Stored data
-=-=-
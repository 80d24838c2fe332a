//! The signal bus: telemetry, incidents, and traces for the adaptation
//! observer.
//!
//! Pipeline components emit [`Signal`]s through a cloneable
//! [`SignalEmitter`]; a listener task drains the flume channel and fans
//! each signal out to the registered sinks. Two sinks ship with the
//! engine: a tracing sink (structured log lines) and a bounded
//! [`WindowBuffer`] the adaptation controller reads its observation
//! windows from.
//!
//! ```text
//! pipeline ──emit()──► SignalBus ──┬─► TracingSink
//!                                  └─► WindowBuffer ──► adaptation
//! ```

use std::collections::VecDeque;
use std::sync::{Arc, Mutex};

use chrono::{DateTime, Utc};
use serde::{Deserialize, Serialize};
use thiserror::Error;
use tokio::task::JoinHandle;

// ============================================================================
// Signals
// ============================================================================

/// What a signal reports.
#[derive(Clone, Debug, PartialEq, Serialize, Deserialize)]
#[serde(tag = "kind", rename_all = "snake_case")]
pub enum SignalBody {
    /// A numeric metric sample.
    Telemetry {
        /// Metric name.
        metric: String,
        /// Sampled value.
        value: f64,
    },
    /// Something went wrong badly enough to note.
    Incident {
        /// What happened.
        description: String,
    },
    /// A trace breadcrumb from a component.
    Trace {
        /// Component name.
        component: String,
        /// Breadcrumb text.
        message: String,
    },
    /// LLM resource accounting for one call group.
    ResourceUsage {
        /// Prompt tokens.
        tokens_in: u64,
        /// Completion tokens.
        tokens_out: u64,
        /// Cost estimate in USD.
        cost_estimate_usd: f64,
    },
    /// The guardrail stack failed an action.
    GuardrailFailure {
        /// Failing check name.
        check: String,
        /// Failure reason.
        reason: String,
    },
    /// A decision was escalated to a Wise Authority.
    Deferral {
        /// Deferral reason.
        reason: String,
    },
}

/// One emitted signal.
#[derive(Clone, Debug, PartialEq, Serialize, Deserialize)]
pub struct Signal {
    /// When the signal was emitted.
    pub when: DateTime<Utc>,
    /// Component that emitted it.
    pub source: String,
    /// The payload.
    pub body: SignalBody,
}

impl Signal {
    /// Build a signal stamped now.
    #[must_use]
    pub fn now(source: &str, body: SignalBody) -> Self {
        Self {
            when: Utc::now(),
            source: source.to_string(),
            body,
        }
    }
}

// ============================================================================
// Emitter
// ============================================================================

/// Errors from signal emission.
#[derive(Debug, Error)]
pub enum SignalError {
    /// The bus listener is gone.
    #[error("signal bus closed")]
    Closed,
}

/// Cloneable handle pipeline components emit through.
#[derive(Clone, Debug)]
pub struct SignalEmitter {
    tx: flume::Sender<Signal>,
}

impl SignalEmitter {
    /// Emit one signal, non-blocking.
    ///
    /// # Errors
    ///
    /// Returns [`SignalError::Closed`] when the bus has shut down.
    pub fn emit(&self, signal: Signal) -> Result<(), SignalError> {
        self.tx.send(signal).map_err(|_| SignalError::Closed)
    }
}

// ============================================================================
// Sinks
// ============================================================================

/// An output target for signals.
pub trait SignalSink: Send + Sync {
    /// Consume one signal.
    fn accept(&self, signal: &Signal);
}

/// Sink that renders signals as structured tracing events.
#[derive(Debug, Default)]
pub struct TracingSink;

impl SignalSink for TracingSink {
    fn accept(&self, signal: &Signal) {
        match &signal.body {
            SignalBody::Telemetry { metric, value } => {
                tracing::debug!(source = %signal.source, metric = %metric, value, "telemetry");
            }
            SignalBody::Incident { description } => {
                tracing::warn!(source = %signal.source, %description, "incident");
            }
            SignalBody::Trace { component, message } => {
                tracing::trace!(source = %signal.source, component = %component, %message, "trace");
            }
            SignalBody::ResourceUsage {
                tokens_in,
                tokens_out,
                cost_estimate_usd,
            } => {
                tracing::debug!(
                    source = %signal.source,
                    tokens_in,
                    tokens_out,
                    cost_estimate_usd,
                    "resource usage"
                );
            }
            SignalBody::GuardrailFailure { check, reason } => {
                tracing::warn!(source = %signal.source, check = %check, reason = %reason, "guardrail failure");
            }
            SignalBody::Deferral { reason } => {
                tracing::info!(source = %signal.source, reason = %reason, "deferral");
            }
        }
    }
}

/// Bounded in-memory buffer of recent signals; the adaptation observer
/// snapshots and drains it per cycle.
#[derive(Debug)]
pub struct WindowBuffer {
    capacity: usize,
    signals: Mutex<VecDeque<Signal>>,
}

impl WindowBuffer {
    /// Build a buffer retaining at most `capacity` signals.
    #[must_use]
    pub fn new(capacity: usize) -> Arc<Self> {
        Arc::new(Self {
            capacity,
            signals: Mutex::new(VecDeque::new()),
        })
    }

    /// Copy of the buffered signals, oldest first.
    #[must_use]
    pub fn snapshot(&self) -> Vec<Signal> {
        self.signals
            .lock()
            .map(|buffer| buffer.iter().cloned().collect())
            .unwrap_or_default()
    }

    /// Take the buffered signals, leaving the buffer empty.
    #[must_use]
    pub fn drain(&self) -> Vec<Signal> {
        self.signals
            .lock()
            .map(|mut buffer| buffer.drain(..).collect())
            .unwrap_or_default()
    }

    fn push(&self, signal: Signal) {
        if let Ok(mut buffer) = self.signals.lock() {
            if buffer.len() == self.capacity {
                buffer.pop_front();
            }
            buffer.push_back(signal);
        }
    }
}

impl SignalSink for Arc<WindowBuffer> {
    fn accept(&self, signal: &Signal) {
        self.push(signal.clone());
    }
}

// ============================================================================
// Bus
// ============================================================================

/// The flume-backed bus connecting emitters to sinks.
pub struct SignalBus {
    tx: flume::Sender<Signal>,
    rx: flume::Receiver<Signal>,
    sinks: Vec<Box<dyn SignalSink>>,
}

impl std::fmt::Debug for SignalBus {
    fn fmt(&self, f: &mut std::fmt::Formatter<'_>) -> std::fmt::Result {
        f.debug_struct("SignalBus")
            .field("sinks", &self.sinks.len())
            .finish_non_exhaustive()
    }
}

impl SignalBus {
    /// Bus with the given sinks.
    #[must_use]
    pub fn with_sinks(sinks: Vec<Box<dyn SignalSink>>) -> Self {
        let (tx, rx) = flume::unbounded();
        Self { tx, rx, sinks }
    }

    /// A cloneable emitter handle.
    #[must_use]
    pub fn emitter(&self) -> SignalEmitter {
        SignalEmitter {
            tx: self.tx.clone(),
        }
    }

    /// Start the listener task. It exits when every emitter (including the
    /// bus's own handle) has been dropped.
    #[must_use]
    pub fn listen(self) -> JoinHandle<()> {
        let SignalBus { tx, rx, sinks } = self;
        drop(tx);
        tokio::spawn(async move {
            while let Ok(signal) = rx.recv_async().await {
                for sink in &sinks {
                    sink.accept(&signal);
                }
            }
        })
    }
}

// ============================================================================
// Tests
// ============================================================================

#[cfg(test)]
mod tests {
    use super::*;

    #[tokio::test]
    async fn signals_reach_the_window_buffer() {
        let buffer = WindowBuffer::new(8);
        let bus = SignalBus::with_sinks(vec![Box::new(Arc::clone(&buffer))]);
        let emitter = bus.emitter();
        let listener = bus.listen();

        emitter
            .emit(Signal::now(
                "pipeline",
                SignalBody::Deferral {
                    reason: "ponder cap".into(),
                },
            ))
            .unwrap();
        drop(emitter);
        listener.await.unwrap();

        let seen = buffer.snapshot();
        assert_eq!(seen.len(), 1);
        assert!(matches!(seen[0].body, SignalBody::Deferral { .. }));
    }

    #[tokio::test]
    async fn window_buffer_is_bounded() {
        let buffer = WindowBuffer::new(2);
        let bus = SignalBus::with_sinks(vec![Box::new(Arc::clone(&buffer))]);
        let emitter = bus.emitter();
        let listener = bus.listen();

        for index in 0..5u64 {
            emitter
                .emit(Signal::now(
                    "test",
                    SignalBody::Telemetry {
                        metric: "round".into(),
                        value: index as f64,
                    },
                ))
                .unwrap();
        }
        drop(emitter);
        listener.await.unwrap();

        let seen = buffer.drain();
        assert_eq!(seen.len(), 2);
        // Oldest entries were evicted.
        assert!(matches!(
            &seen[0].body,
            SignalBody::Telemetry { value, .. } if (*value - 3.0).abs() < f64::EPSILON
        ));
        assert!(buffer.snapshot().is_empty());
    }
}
-=-=-
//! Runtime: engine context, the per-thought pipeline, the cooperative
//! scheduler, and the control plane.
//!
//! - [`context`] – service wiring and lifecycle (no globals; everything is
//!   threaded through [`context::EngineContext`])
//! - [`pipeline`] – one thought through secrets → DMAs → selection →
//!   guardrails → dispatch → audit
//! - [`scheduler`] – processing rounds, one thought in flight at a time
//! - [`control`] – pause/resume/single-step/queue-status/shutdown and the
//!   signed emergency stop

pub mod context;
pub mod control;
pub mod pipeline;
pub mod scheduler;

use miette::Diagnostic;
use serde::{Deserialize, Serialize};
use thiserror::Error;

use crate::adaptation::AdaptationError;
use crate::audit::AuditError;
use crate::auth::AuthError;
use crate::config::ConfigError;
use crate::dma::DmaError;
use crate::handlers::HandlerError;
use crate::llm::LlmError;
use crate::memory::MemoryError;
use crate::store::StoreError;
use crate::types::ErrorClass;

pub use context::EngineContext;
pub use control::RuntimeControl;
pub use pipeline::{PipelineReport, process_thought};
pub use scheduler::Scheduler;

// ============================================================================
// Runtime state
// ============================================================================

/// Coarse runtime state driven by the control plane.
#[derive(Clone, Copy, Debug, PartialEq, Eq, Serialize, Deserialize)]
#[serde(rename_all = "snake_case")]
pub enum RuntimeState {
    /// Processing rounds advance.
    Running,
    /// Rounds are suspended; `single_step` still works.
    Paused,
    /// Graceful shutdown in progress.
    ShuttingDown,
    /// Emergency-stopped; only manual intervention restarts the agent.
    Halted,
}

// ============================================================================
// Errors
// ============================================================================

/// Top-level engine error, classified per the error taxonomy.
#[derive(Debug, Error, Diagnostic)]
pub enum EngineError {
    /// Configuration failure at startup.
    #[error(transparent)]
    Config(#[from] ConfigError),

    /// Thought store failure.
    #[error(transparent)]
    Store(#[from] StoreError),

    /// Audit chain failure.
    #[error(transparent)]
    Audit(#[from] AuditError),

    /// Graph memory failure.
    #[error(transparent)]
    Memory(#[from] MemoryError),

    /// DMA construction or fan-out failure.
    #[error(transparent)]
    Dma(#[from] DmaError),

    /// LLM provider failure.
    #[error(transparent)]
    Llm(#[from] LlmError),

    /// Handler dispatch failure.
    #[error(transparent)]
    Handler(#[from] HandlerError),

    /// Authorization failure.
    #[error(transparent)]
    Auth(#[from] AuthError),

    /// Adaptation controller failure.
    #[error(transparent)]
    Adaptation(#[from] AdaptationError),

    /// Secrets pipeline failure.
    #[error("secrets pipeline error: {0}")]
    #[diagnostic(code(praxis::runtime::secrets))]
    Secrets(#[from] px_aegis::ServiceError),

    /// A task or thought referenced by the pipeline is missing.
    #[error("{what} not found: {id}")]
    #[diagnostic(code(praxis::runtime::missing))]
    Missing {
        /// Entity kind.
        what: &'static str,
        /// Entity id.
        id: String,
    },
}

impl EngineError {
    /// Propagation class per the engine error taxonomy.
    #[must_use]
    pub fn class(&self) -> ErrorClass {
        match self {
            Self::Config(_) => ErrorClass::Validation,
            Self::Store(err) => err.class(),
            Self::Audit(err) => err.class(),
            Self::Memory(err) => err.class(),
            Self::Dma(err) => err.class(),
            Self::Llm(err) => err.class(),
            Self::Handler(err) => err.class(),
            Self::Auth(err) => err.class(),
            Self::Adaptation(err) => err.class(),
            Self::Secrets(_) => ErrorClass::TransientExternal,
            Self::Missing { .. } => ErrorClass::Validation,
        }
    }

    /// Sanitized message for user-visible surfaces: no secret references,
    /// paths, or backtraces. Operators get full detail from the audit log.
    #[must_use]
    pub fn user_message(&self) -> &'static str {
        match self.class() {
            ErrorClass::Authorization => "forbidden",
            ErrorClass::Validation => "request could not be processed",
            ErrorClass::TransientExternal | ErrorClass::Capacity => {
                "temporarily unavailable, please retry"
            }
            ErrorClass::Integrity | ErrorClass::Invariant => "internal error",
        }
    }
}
-=-=-
Lines above with "derive" in them are the ones to copy.

#[derive(Clone, Debug, PartialEq, Serialize, Deserialize)]
#[derive(Clone, Debug, PartialEq, Serialize, Deserialize)]
#[derive(Debug, Error)]
#[derive(Clone, Debug)]
#[derive(Debug, Default)]
#[derive(Debug)]
#[derive(Clone, Copy, Debug, PartialEq, Eq, Serialize, Deserialize)]
#[derive(Debug, Error, Diagnostic)]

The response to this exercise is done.